③ 人生の最終段階における医療・ケアについて

◆当院の指針
  • ・以下のガイドラインに従い、医療行為の妥当性を十分に考慮し、患者の意思を尊重するとともに、患者家族や診療チームを含めて十分な話し合いにより方針を決定することを原則とする。
  • ・必要に応じて緩和ケアチームへのコンサルテーション、臨床倫理コンサルテーションチームを交えての臨床倫理検討会、臨床倫理委員会を開催する。
【参考となるガイドライン・提言】
  • 1)人生の最終段階における医療・ケアの決定プロセスに関するガイドライン(厚生労働省 2018年)
  • 2)終末期医療に関するガイドライン~よりよい終末期を迎えるために~(全日本病院協会 2016年)
  • 3)救急・集中治療における終末期医療に関するガイドライン~3学会からの提言~(日本救急医学会・日本集中治療医学会・日本循環器学会 2014年)
  • 4)高齢者ケアの意思決定プロセスに関するガイドライン~人工的水分・栄養補給の導入を中心として~(日本老年医学会 2012年)
  • 5)終末期がん患者の輸液療法に関するガイドライン(日本緩和医療学会 2013年)
  • 6)がん患者の治療抵抗性の苦痛と鎮静に関する基本的な考え方の手引き(日本緩和医療学会 2023年)

④ 宗教的輸血拒否

◆当院の指針
  • ・基本的には輸血を含む標準的医療を前提とした診療を行っている。
  • ・平成30年2月9日以降、基本的には救命や生命維持にとって必要であると医師が判断した場合に輸血を行う『相対的無輸血』の方針である。
【参考となるガイドライン・提言】
  • 1)宗教的輸血拒否に関するガイドライン(宗教的輸血拒否に関する合同委員会 2008年)

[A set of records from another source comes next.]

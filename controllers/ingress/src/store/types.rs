//! Canonical resource types kept in the store.
//!
//! Watchers convert Kubernetes objects into these types, dropping every
//! field the controller does not read so equality reflects relevant changes
//! only.

use chrono::{DateTime, Utc};
use crds::{GatewaySpec, ReferenceGrantSpec, TCPRouteSpec};
use std::collections::{BTreeMap, BTreeSet};

/// Status of an object within the current sync.
#[derive(Debug, Clone, Copy, PartialEq, Eq, Default)]
pub enum Status {
    Added,
    Modified,
    Deleted,
    #[default]
    Empty,
}

/// A stored object with its sync status.
#[derive(Debug, Clone, PartialEq)]
pub struct Tracked<T> {
    pub data: T,
    pub status: Status,
}

impl<T> Tracked<T> {
    pub fn added(data: T) -> Self {
        Self {
            data,
            status: Status::Added,
        }
    }

    pub fn is_deleted(&self) -> bool {
        self.status == Status::Deleted
    }

    /// Added, modified or deleted since the last sync.
    pub fn is_changed(&self) -> bool {
        self.status != Status::Empty
    }
}

#[derive(Debug, Clone, Copy, PartialEq, Eq, PartialOrd, Ord, Hash, Default, serde::Serialize)]
pub enum PathType {
    Exact,
    Prefix,
    #[default]
    ImplementationSpecific,
}

impl std::str::FromStr for PathType {
    type Err = String;

    fn from_str(s: &str) -> Result<Self, Self::Err> {
        match s {
            "Exact" => Ok(Self::Exact),
            "Prefix" => Ok(Self::Prefix),
            "" | "ImplementationSpecific" => Ok(Self::ImplementationSpecific),
            other => Err(format!("unknown path type '{other}'")),
        }
    }
}

/// Service port referenced by an ingress backend.
#[derive(Debug, Clone, PartialEq, Eq, PartialOrd, Ord, Hash, serde::Serialize)]
pub enum PortRef {
    Number(i32),
    Name(String),
}

impl std::fmt::Display for PortRef {
    fn fmt(&self, f: &mut std::fmt::Formatter<'_>) -> std::fmt::Result {
        match self {
            Self::Number(port) => write!(f, "{port}"),
            Self::Name(name) => f.write_str(name),
        }
    }
}

#[derive(Debug, Clone, PartialEq, Eq, Hash, serde::Serialize)]
pub struct IngressPath {
    pub path: String,
    pub path_type: PathType,
    pub service: String,
    pub port: PortRef,
}

#[derive(Debug, Clone, PartialEq, Eq, Hash, serde::Serialize)]
pub struct IngressRule {
    pub host: String,
    pub paths: Vec<IngressPath>,
}

#[derive(Debug, Clone, PartialEq, Eq, Hash, serde::Serialize)]
pub struct IngressTls {
    pub hosts: Vec<String>,
    pub secret_name: String,
}

#[derive(Debug, Clone, PartialEq, Eq, Default)]
pub struct Ingress {
    pub namespace: String,
    pub name: String,
    /// `spec.ingressClassName`
    pub class_name: Option<String>,
    pub annotations: BTreeMap<String, String>,
    pub default_backend: Option<IngressPath>,
    pub rules: Vec<IngressRule>,
    pub tls: Vec<IngressTls>,
}

#[derive(Debug, Clone, PartialEq, Eq, Default)]
pub struct IngressClass {
    pub name: String,
    pub controller: String,
}

#[derive(Debug, Clone, PartialEq, Eq, Default)]
pub struct ServicePort {
    pub name: String,
    pub protocol: String,
    pub port: i32,
}

#[derive(Debug, Clone, PartialEq, Eq, Default)]
pub struct Service {
    pub namespace: String,
    pub name: String,
    pub annotations: BTreeMap<String, String>,
    pub ports: Vec<ServicePort>,
    pub external_name: Option<String>,
}

impl Service {
    /// Resolves an ingress port reference to a service port.
    pub fn port(&self, port: &PortRef) -> Option<&ServicePort> {
        match port {
            PortRef::Number(number) => self.ports.iter().find(|p| p.port == *number),
            PortRef::Name(name) => self.ports.iter().find(|p| p.name == *name),
        }
    }
}

/// Ready addresses of one named endpoint port.
#[derive(Debug, Clone, PartialEq, Eq, Default)]
pub struct PortEndpoints {
    pub port: i32,
    pub addresses: BTreeSet<String>,
}

/// One EndpointSlice (or legacy Endpoints object) of a service.
#[derive(Debug, Clone, PartialEq, Eq, Default)]
pub struct Endpoints {
    pub namespace: String,
    pub service: String,
    pub slice_name: String,
    /// Keyed by port name
    pub ports: BTreeMap<String, PortEndpoints>,
}

#[derive(Debug, Clone, PartialEq, Eq, Default)]
pub struct Secret {
    pub namespace: String,
    pub name: String,
    pub secret_type: String,
    pub data: BTreeMap<String, Vec<u8>>,
}

#[derive(Debug, Clone, PartialEq, Eq, Default)]
pub struct ConfigMap {
    pub namespace: String,
    pub name: String,
    pub data: BTreeMap<String, String>,
}

#[derive(Debug, Clone, PartialEq, Eq, Default)]
pub struct NamespaceInfo {
    pub name: String,
    pub labels: BTreeMap<String, String>,
}

#[derive(Debug, Clone, PartialEq, Eq, Default)]
pub struct GatewayClass {
    pub name: String,
    pub controller_name: String,
}

#[derive(Debug, Clone, PartialEq, Default)]
pub struct Gateway {
    pub namespace: String,
    pub name: String,
    pub generation: Option<i64>,
    pub spec: GatewaySpec,
}

#[derive(Debug, Clone, PartialEq, Default)]
pub struct TcpRoute {
    pub namespace: String,
    pub name: String,
    pub generation: Option<i64>,
    pub creation_timestamp: DateTime<Utc>,
    pub spec: TCPRouteSpec,
}

#[derive(Debug, Clone, PartialEq, Default)]
pub struct ReferenceGrant {
    pub namespace: String,
    pub name: String,
    pub spec: ReferenceGrantSpec,
}

/// A HAProxy custom resource, stored in its v3 shape.
#[derive(Debug, Clone, PartialEq, Default)]
pub struct CustomResource<T> {
    pub namespace: String,
    pub name: String,
    pub spec: T,
}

⑤ DNAR(心肺停止時に蘇生術を行わない)の指示について

◆当院の指針
  • ・以下の指針、勧告を基に、心肺蘇生の有効性、DNAR指示の適切性を患者、家族等に説明し、話し合う。
【参考となるガイドライン・提言】
  • 1)日本版POLST(DNAR指示を含む)作成指針(日本臨床倫理学会 2015年)
  • 2)Do Not Attempt Resuscitation(DNAR)指示のあり方についての勧告(日本集中治療医学会 2017年)

⑥ 妊娠中絶

◆当院の指針

母体保護法に従う。

⑦ 透析

◆当院の指針

以下の提言に従う。

【参考となるガイドライン・提言】
  • 1)透析の開始と継続に関する意思決定プロセスについての提言(日本透析医学会 透析の開始と継続に関する意思決定プロセスについての提言作成委員会 2020年)

⑧ 身体拘束

◆当院の指針

身体抑制は、患者の自由を制限することであり、尊厳ある生活を阻むもの。
患者の尊厳と主体性を尊重し、抑制を安易に正当化することなく、職員一人ひとりが抑制による身体的・精神的弊害を理解し、抑制廃止に向けた意識を持ち、緊急・やむを得ない場合を除き、身体抑制をしない診療・看護の提供に努める。